> Goal of the exercise
Search the entries for the word "derive". Copy every line where it turns up.

[Data items]
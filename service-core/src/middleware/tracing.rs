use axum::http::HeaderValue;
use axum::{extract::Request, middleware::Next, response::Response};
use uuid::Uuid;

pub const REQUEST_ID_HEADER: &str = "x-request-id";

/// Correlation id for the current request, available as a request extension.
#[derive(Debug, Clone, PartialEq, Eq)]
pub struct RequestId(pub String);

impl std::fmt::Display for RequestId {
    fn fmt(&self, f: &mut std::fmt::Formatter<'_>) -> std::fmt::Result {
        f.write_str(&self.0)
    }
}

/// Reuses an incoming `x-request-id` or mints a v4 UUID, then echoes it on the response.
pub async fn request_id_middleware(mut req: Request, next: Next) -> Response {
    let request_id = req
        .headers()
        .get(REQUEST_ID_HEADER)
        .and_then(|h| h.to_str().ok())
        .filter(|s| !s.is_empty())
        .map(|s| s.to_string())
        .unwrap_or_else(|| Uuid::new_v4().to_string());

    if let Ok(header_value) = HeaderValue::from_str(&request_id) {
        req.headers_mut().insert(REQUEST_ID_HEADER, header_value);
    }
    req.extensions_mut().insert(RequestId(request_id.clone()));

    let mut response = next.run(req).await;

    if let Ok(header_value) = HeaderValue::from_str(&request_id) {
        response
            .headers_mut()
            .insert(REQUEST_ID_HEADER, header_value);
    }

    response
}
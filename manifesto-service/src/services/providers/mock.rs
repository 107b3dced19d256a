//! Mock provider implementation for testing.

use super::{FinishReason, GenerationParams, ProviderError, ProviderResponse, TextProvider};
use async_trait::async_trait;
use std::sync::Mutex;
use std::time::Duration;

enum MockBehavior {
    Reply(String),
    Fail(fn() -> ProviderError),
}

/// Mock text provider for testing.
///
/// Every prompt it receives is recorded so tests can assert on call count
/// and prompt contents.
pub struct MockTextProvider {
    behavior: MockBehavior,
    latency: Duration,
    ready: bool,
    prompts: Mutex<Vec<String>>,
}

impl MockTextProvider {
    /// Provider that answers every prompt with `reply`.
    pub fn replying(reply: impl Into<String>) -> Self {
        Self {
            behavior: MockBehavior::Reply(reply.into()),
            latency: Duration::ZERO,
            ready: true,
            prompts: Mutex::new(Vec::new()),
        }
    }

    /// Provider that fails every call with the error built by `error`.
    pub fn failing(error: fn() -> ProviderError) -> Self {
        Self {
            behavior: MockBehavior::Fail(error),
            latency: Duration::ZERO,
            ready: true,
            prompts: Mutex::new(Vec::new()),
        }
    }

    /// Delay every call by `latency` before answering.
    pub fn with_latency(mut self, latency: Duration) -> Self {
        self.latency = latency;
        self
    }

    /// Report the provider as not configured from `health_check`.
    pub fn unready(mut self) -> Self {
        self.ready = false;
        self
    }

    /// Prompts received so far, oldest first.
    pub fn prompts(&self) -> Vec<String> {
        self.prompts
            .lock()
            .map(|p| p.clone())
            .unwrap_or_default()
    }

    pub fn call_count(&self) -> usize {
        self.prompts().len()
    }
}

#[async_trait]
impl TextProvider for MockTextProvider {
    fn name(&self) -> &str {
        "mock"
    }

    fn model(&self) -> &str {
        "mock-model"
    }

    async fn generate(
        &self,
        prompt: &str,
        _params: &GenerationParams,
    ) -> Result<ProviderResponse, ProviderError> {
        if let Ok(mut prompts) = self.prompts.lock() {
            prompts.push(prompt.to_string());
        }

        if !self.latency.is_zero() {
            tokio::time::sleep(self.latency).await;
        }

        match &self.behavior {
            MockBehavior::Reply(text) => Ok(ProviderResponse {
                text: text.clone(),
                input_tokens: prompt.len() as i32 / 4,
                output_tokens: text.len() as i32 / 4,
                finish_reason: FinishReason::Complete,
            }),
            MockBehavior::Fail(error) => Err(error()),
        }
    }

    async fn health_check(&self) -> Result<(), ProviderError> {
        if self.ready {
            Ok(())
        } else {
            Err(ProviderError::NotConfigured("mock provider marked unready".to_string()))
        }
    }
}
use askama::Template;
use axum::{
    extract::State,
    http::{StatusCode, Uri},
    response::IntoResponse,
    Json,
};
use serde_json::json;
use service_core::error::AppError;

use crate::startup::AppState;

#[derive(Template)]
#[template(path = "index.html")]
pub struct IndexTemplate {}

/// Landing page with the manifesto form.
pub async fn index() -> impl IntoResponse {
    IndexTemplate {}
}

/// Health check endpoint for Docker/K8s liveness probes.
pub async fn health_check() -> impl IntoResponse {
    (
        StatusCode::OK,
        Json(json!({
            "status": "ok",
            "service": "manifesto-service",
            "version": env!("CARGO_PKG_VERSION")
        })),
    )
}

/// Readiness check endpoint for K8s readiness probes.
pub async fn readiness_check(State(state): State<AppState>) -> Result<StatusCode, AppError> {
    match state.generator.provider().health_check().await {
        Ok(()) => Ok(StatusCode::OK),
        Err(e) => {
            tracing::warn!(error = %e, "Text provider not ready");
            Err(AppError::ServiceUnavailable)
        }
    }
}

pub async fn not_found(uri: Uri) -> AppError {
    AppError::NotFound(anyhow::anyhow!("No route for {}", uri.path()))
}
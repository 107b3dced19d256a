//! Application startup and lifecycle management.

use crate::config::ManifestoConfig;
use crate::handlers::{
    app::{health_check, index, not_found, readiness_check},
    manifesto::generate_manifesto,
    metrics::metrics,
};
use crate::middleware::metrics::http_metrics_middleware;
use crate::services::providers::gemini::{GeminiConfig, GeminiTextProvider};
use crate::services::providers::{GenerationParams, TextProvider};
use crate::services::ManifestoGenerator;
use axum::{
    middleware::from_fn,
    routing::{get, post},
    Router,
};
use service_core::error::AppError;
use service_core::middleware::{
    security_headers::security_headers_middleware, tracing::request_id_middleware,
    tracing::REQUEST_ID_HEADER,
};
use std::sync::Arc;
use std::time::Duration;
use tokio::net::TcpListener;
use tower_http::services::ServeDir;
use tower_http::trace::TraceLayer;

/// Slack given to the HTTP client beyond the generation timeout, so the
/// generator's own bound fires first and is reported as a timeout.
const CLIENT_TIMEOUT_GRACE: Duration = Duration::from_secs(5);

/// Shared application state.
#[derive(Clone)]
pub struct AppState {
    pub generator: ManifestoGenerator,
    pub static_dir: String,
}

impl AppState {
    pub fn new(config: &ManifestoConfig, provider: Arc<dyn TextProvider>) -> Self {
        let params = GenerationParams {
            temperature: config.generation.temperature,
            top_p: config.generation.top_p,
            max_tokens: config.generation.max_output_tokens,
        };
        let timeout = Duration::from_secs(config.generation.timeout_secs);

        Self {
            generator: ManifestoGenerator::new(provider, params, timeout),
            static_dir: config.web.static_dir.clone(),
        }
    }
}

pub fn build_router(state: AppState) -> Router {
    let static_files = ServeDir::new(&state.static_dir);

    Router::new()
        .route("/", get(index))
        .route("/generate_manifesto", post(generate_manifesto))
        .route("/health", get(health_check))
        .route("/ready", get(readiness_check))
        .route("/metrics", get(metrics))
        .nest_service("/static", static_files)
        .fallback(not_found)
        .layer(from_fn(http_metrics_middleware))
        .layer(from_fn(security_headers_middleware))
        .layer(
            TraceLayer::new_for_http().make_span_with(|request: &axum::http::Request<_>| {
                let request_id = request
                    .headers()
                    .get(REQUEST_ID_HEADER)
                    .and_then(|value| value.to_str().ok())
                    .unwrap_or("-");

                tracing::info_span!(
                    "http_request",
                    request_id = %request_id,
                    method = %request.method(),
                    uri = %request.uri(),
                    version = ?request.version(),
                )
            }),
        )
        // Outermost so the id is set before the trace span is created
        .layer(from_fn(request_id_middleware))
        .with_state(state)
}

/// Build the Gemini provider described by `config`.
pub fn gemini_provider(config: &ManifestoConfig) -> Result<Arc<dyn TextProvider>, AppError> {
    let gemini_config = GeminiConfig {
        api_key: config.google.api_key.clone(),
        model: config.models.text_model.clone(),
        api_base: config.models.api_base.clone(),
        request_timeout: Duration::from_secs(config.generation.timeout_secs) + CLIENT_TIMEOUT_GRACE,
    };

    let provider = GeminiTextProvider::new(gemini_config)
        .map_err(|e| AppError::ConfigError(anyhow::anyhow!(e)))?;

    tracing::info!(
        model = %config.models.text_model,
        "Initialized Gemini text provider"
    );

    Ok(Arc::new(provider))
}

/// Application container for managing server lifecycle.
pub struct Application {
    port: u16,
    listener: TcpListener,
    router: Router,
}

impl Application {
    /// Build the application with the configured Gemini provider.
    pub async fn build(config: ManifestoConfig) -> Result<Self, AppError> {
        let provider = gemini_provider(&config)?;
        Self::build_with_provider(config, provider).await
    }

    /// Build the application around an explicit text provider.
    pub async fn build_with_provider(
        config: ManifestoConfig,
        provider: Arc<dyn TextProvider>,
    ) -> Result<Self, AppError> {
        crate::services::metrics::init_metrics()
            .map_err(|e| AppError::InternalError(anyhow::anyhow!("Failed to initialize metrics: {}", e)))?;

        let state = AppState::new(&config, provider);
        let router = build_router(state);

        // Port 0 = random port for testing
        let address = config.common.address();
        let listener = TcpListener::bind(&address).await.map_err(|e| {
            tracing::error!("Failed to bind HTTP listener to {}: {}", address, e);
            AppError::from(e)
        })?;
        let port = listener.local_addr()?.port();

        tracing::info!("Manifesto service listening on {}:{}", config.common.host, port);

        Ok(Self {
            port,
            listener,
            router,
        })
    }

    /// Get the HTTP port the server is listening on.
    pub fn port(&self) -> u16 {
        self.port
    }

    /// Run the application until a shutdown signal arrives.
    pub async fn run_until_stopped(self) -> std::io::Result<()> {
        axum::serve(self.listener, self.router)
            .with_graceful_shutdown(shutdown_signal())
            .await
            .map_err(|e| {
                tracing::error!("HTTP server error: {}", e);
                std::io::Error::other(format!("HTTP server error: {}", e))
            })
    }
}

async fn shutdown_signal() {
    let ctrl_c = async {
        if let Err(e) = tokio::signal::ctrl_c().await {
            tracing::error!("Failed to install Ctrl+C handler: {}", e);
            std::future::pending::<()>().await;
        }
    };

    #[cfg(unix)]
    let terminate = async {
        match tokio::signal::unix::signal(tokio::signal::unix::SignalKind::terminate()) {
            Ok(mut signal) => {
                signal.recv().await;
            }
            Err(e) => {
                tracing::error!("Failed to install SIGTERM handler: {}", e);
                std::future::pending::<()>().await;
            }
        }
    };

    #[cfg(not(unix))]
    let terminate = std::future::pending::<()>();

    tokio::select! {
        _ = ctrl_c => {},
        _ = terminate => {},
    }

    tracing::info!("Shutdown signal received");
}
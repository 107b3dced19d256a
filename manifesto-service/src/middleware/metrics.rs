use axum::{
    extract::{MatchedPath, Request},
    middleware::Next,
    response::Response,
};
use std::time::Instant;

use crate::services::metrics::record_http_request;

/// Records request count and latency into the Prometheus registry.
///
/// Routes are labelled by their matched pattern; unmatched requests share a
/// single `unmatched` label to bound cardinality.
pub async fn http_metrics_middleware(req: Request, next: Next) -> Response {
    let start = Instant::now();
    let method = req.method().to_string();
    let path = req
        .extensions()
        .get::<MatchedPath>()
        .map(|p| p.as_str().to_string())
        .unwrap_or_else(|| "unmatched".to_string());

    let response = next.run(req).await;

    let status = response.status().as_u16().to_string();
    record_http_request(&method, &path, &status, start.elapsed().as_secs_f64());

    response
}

...

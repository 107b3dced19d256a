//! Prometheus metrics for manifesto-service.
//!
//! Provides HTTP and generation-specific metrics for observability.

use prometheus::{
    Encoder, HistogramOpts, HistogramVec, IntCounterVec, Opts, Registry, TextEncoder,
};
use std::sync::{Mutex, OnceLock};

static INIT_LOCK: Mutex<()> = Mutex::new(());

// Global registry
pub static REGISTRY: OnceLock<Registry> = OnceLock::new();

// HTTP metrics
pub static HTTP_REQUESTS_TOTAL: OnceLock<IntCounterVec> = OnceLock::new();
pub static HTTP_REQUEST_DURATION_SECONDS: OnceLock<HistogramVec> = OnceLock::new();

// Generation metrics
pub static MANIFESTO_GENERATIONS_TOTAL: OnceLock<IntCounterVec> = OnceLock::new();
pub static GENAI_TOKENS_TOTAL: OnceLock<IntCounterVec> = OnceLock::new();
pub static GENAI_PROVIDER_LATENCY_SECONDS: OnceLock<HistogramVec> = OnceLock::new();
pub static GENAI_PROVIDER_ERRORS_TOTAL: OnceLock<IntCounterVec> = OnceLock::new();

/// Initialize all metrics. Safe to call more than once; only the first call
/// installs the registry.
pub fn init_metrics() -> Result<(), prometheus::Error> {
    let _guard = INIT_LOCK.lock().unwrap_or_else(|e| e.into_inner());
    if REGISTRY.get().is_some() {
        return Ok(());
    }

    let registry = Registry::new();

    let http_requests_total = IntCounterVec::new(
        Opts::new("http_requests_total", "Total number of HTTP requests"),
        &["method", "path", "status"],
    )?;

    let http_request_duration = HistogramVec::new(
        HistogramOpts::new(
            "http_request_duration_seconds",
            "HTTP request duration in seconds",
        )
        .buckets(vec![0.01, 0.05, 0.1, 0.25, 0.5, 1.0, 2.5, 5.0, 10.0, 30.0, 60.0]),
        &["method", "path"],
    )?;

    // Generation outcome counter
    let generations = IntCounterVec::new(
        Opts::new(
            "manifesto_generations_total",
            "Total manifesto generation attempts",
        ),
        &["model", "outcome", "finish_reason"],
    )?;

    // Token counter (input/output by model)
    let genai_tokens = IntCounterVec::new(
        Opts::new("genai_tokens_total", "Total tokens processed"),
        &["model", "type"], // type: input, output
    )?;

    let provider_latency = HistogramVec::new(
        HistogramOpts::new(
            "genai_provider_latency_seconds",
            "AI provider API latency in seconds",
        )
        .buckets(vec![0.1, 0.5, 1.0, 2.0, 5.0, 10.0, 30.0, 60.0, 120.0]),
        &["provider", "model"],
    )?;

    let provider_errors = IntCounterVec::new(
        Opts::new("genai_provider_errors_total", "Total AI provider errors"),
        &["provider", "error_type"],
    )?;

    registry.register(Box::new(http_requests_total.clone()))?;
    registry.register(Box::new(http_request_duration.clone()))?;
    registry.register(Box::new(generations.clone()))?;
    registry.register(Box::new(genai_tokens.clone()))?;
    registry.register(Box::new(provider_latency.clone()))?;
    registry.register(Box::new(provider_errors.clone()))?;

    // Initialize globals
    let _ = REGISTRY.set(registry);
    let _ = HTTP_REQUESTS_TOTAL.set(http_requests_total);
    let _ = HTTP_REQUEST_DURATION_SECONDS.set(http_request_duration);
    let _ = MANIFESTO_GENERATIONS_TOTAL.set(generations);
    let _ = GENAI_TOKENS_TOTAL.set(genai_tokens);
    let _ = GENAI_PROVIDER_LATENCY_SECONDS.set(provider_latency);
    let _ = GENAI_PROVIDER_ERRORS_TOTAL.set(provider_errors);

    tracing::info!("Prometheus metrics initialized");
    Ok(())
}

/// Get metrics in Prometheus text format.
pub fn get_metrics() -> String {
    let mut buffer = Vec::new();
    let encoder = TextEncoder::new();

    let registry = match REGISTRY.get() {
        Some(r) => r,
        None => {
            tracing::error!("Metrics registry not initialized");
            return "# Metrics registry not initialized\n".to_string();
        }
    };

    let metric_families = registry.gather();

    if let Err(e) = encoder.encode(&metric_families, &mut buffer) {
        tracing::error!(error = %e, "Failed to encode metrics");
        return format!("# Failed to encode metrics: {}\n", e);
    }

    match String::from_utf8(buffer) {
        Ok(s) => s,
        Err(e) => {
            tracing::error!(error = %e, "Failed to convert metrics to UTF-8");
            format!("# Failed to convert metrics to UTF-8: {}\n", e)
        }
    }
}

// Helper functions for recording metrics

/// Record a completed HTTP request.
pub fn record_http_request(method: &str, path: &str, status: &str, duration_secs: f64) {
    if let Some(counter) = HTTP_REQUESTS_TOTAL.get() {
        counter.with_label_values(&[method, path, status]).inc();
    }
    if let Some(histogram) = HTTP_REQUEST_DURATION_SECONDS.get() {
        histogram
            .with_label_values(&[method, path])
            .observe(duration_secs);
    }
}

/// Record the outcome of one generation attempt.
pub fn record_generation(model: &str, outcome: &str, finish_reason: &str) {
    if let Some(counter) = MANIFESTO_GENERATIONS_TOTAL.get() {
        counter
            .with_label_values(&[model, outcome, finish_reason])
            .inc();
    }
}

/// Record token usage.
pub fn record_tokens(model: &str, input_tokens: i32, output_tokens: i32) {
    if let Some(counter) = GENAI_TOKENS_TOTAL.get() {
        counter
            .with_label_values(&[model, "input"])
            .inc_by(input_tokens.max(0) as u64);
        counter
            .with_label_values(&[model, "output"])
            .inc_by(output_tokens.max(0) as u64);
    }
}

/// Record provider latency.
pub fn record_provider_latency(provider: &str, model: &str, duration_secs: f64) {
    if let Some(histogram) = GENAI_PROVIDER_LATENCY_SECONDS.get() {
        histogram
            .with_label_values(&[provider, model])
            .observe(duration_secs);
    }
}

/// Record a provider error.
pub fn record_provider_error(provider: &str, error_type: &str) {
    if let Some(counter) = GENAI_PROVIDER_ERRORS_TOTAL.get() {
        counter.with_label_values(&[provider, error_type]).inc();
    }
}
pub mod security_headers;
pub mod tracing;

> Result of the exercise
#[derive(Debug, Clone, PartialEq, Eq)]
#[derive(Template)]
#[derive(Clone)]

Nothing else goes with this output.